On the DICOM curve, an image is represented on a scale in incremental values from zero to 1,023, with zero being the darkest and 1,023 the lightest. Each grayscale increment corresponds to an increment in luminance, between 0.05 cd/m2 and 4,000 cd/m2, which can just be noticed by the eye. The result is a mapping of levels of luminance versus steps in visual perception. As a result, this DICOM curve describes the specific grayscale output of a display in a defined range of luminance values that are nearly linear in perception.

By allowing the standardization and mapping of the contrast sensitivity to that of the human eye, DICOM calibration assures that a given gray level will appear the same from one display to the next. It’s the standard for viewing of grayscale medical images and is designed to reproduce approximately the same experience as one would get when viewing film.

Quality control

Although flat-panel displays generally don’t require the constant maintenance that cathode ray tube displays did, they do require a rigorous quality assurance (QC) program to ensure DICOM calibration of their display systems. QC in the radiology reading room is pretty straightforward, but becomes more challenging as images migrate throughout the hospital enterprise. It would be inefficient to perform QC checks on each individual display. Vendors today offer dashboard-type tools that allow PACS administrators and IT managers to view and correct calibration problems from a central location.

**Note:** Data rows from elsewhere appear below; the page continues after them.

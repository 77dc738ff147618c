// Copyright (c) 2026 Groupledger
// Licensed under the Apache License, Version 2.0 (the "License");
// you may not use this file except in compliance with the License.
// You may obtain a copy of the License at
//     http://www.apache.org/licenses/LICENSE-2.0
// Unless required by applicable law or agreed to in writing, software
// distributed under the License is distributed on an "AS IS" BASIS,
// WITHOUT WARRANTIES OR CONDITIONS OF ANY KIND, either express or implied.
// See the License for the specific language governing permissions and
// limitations under the License.

#![no_main]
#![forbid(unsafe_code)]

use arbitrary::Arbitrary;
use groupledger::core::state::kv::KeyValueState;
use groupledger::core::state::trie;
use libfuzzer_sys::fuzz_target;

#[derive(Clone, Debug, Arbitrary)]
struct Input {
    pairs: Vec<(Vec<u8>, Vec<u8>)>,
    probe: Vec<u8>,
    raw_proof: Vec<u8>,
}

fuzz_target!(|inp: Input| {
    let mut full = KeyValueState::empty();
    for (k, v) in inp.pairs.iter() {
        if full.set_value(k, v).is_err() {
            return;
        }
    }
    let root = full.root_hash();

    // Honest proofs always merge and agree with the full trie.
    if let Ok(bytes) = full.gen_proof(&[inp.probe.as_slice()]) {
        let proof = trie::decode_proof(&bytes, usize::MAX).expect("own proof decodes");
        let mut light = KeyValueState::from_root_hash(root);
        light.merge_proof(&proof).expect("own proof merges");
        assert_eq!(light.get_value(&inp.probe).ok(), full.get_value(&inp.probe).ok());
    }

    // Arbitrary bytes never change the root or panic.
    if let Ok(proof) = trie::decode_proof(&inp.raw_proof, 1 << 20) {
        let mut light = KeyValueState::from_root_hash(root);
        let _ = light.merge_proof(&proof);
        assert_eq!(light.root_hash(), root);
    }
});
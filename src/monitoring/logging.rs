// Copyright (c) 2026 Groupledger
// Licensed under the Apache License, Version 2.0 (the "License");
// you may not use this file except in compliance with the License.
// You may obtain a copy of the License at
//     http://www.apache.org/licenses/LICENSE-2.0
// Unless required by applicable law or agreed to in writing, software
// distributed under the License is distributed on an "AS IS" BASIS,
// WITHOUT WARRANTIES OR CONDITIONS OF ANY KIND, either express or implied.
// See the License for the specific language governing permissions and
// limitations under the License.

#![forbid(unsafe_code)]
#![warn(missing_docs)]

//! Global `tracing` subscriber setup.

use crate::config::{LogConfig, LogFormat};
use thiserror::Error;
use tracing::Level;

/// Logging errors.
#[derive(Debug, Error)]
pub enum LoggingError {
    #[error("invalid log level: {0}")]
    InvalidLevel(String),
    #[error("global subscriber already set")]
    AlreadyInitialized,
}

/// Install the global subscriber described by `cfg`.
pub fn init_tracing(cfg: &LogConfig) -> Result<(), LoggingError> {
    let level: Level = cfg
        .level
        .parse()
        .map_err(|_| LoggingError::InvalidLevel(cfg.level.clone()))?;

    let builder = tracing_subscriber::fmt()
        .with_target(false)
        .with_level(true)
        .with_max_level(level);

    let res = match cfg.format {
        LogFormat::Compact => builder.compact().try_init(),
        LogFormat::Json => builder.json().try_init(),
    };
    res.map_err(|_| LoggingError::AlreadyInitialized)
}
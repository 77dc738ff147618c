// Copyright (c) 2026 Groupledger
// Licensed under the Apache License, Version 2.0 (the "License");
// you may not use this file except in compliance with the License.
// You may obtain a copy of the License at
//     http://www.apache.org/licenses/LICENSE-2.0
// Unless required by applicable law or agreed to in writing, software
// distributed under the License is distributed on an "AS IS" BASIS,
// WITHOUT WARRANTIES OR CONDITIONS OF ANY KIND, either express or implied.
// See the License for the specific language governing permissions and
// limitations under the License.

#![forbid(unsafe_code)]

//! Core protocol primitives (types, keys, state, ledger).

/// Block validation, group permissions and the light client.
pub mod ledger;
/// Participant keys.
pub mod security;
/// Authenticated key-value state.
pub mod state;
/// Deterministic types and canonical encoding.
pub mod types;
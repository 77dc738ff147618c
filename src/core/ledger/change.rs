// Copyright (c) 2026 Groupledger
// Licensed under the Apache License, Version 2.0 (the "License");
// you may not use this file except in compliance with the License.
// You may obtain a copy of the License at
//     http://www.apache.org/licenses/LICENSE-2.0
// Unless required by applicable law or agreed to in writing, software
// distributed under the License is distributed on an "AS IS" BASIS,
// WITHOUT WARRANTIES OR CONDITIONS OF ANY KIND, either express or implied.
// See the License for the specific language governing permissions and
// limitations under the License.

#![forbid(unsafe_code)]
#![warn(missing_docs)]

//! Mutations carried by a block.

use crate::core::ledger::group::{GroupSharedKeyRef, GroupStateRef};
use serde::{Deserialize, Serialize};

/// One atomic mutation.
#[derive(Clone, Debug, PartialEq, Eq, Serialize, Deserialize)]
pub enum Change {
    /// Write a value into the key-value state.
    SetValue {
        /// Key bytes.
        key: Vec<u8>,
        /// Value bytes.
        value: Vec<u8>,
    },
    /// Replace the whole roster. Clears the shared key.
    SetGroupState {
        /// New roster.
        group_state: GroupStateRef,
    },
    /// Install a shared key for the current roster.
    SetSharedKey {
        /// New key.
        shared_key: GroupSharedKeyRef,
    },
}

impl Change {
    /// Value write.
    pub fn set_value(key: impl Into<Vec<u8>>, value: impl Into<Vec<u8>>) -> Self {
        Change::SetValue {
            key: key.into(),
            value: value.into(),
        }
    }
}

The Dome Dashboard, for example, offers central management of Dome displays across the enterprise. These dashboard solutions typically collect and summarize data into organized reports, which also serve to help facilities comply with local and national accreditation standards. Eizo offers RadiNET Pro QC software, which the Worcestershire Royal NHS Trust in the U.K. uses.

“Our administrators are now able to track all networked monitors both onsite and remotely, observe usage hours, plan quality assurance, implement plans remotely and have all the benefits of being able to manage their assets from a single admin control point,” says Richard Szabranski, PACS manager at Worcestershire Royal NHS Trust.